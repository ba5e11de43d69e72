use job_matcher::config::MatchWeights;
use job_matcher::matching::{
    rank, score, JobPosting, PostingDetails, PostingId, ResumeProfile, ScoreResult,
};
use proptest::prelude::*;
use std::collections::BTreeSet;

const SKILLS: [&str; 8] = ["python", "sql", "go", "rust", "aws", "kubernetes", "react", "java"];

fn skill_set() -> impl Strategy<Value = BTreeSet<String>> {
    proptest::sample::subsequence(SKILLS.to_vec(), 0..=SKILLS.len())
        .prop_map(|skills| skills.into_iter().map(str::to_string).collect())
}

/// Non-negative weights normalised to sum to 1.0.
fn weights() -> impl Strategy<Value = MatchWeights> {
    (1u32..100, 0u32..100, 0u32..100, 0u32..100).prop_map(|(r, p, t, e)| {
        let total = f64::from(r + p + t + e);
        MatchWeights::new(
            f64::from(r) / total,
            f64::from(p) / total,
            f64::from(t) / total,
        )
        .with_experience(f64::from(e) / total)
    })
}

fn posting(
    id: String,
    title: String,
    required: BTreeSet<String>,
    preferred: BTreeSet<String>,
    years_required: Option<u32>,
) -> JobPosting {
    JobPosting {
        id: PostingId(id),
        title,
        description: String::new(),
        required_skills: required,
        preferred_skills: preferred,
        years_required,
        details: PostingDetails::default(),
    }
}

fn posting_strategy() -> impl Strategy<Value = JobPosting> {
    (
        "[a-z0-9]{1,6}",
        "[A-Za-z ]{0,24}",
        skill_set(),
        skill_set(),
        proptest::option::of(0u32..15),
    )
        .prop_map(|(id, title, required, preferred, years)| {
            posting(id, title, required, preferred, years)
        })
}

fn resume_strategy() -> impl Strategy<Value = ResumeProfile> {
    (skill_set(), "[A-Za-z ]{0,16}", 0u32..20)
        .prop_map(|(skills, title, years)| ResumeProfile::new(skills, [title], years))
}

proptest! {
    #[test]
    fn score_stays_within_bounds(
        resume in resume_strategy(),
        posting in posting_strategy(),
        weights in weights(),
    ) {
        weights.validate().expect("generated weights are valid");
        let result = score(&resume, &posting, &weights);
        prop_assert!((0.0..=100.0).contains(&result.score), "score {}", result.score);
    }

    #[test]
    fn scoring_is_idempotent(
        resume in resume_strategy(),
        posting in posting_strategy(),
        weights in weights(),
    ) {
        prop_assert_eq!(score(&resume, &posting, &weights), score(&resume, &posting, &weights));
    }

    #[test]
    fn no_required_skills_means_full_required_ratio(
        resume in resume_strategy(),
        preferred in skill_set(),
    ) {
        let posting = posting("p".to_string(), "Engineer".to_string(), BTreeSet::new(), preferred, None);
        let result = score(&resume, &posting, &MatchWeights::default());
        prop_assert_eq!(result.sub_scores.required_ratio, 1.0);
    }

    #[test]
    fn matched_and_missing_partition_required_skills(
        resume in resume_strategy(),
        posting in posting_strategy(),
    ) {
        let result = score(&resume, &posting, &MatchWeights::default());
        let mut combined: Vec<String> = result.matched_required.clone();
        combined.extend(result.missing_required.iter().cloned());
        combined.sort();
        prop_assert_eq!(combined, posting.required_skills.iter().cloned().collect::<Vec<_>>());
    }

    #[test]
    fn ranking_is_ordered_and_total(
        entries in proptest::collection::vec(("[a-z]{1,4}", 0u32..5), 0..40),
    ) {
        let results: Vec<ScoreResult> = entries
            .iter()
            .map(|(id, bucket)| {
                let mut posting = posting(id.clone(), String::new(), BTreeSet::new(), BTreeSet::new(), None);
                posting.required_skills.insert("python".to_string());
                let resume = ResumeProfile::new(Vec::<&str>::new(), Vec::<&str>::new(), 0);
                let mut result = score(&resume, &posting, &MatchWeights::default());
                result.score = f64::from(*bucket) * 25.0;
                result
            })
            .collect();

        let mut reversed = results.clone();
        reversed.reverse();

        let ranked = rank(results);
        for pair in ranked.windows(2) {
            let (first, second) = (&pair[0], &pair[1]);
            prop_assert!(
                first.score > second.score
                    || (first.score == second.score && first.posting_id <= second.posting_id)
            );
        }

        let ids = |results: &[ScoreResult]| {
            results.iter().map(|r| (r.posting_id.clone(), r.score.to_bits())).collect::<Vec<_>>()
        };
        prop_assert_eq!(ids(&ranked), ids(&rank(reversed)));
    }
}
***
## Problem to solve
What is needed is a copy of every line above in which "cloned" appears.

## Response
        combined.extend(result.missing_required.iter().cloned());
        prop_assert_eq!(combined, posting.required_skills.iter().cloned().collect::<Vec<_>>());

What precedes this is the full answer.